● What needs to be done
Scan the records below. Copy every line in which the word "queries" appears.

*** Begin section ***

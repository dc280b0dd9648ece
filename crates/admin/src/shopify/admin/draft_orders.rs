//! Draft order operations for the Admin API.

use orderline_core::payload::DraftOrderInput;
use tracing::instrument;

use super::{
    AdminClient, AdminShopifyError,
    conversions::convert_draft_order,
    queries::{DraftOrderComplete, DraftOrderCreate, GetDraftOrder},
};
use crate::shopify::{check_user_errors, types::DraftOrderRef};

impl AdminClient {
    /// Create a draft order.
    ///
    /// # Arguments
    ///
    /// * `input` - Draft order input built from an order draft
    ///
    /// # Errors
    ///
    /// Returns an error if the API request fails or returns user errors.
    #[instrument(skip(self, input), fields(line_items = input.line_items.len()))]
    pub async fn create_draft_order(
        &self,
        input: &DraftOrderInput,
    ) -> Result<DraftOrderRef, AdminShopifyError> {
        let variables = super::queries::draft_order_create::Variables {
            input: input.clone(),
        };

        let response = self.execute::<DraftOrderCreate>(variables).await?;

        if let Some(payload) = response.draft_order_create {
            check_user_errors(&payload.user_errors)?;
            if let Some(draft) = payload.draft_order {
                return Ok(convert_draft_order(draft));
            }
        }

        Err(AdminShopifyError::missing_payload("Draft order create failed"))
    }

    /// Complete a draft order, turning it into an order.
    ///
    /// # Arguments
    ///
    /// * `draft_order_id` - Draft order ID (e.g., `gid://shopify/DraftOrder/123`)
    /// * `payment_pending` - Leave the order unpaid instead of marking it paid
    ///
    /// # Errors
    ///
    /// Returns an error if the API request fails or returns user errors.
    #[instrument(skip(self), fields(draft_order_id = %draft_order_id))]
    pub async fn complete_draft_order(
        &self,
        draft_order_id: &str,
        payment_pending: bool,
    ) -> Result<DraftOrderRef, AdminShopifyError> {
        let variables = super::queries::draft_order_complete::Variables {
            id: draft_order_id.to_string(),
            payment_pending: Some(payment_pending),
        };

        let response = self.execute::<DraftOrderComplete>(variables).await?;

        if let Some(payload) = response.draft_order_complete {
            check_user_errors(&payload.user_errors)?;
            if let Some(draft) = payload.draft_order {
                return Ok(convert_draft_order(draft));
            }
        }

        Err(AdminShopifyError::missing_payload("Draft order complete failed"))
    }

    /// Get a draft order with its completed order, if any.
    ///
    /// # Errors
    ///
    /// Returns `AdminShopifyError::NotFound` if the draft does not exist.
    #[instrument(skip(self), fields(draft_order_id = %draft_order_id))]
    pub async fn get_draft_order(
        &self,
        draft_order_id: &str,
    ) -> Result<DraftOrderRef, AdminShopifyError> {
        let variables = super::queries::get_draft_order::Variables {
            id: draft_order_id.to_string(),
        };

        let response = self.execute::<GetDraftOrder>(variables).await?;

        response
            .draft_order
            .map(convert_draft_order)
            .ok_or_else(|| AdminShopifyError::NotFound(format!("Draft order {draft_order_id}")))
    }
}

*** End section ***

● Your solution
    queries::{DraftOrderComplete, DraftOrderCreate, GetDraftOrder},
        let variables = super::queries::draft_order_create::Variables {
        let variables = super::queries::draft_order_complete::Variables {
        let variables = super::queries::get_draft_order::Variables {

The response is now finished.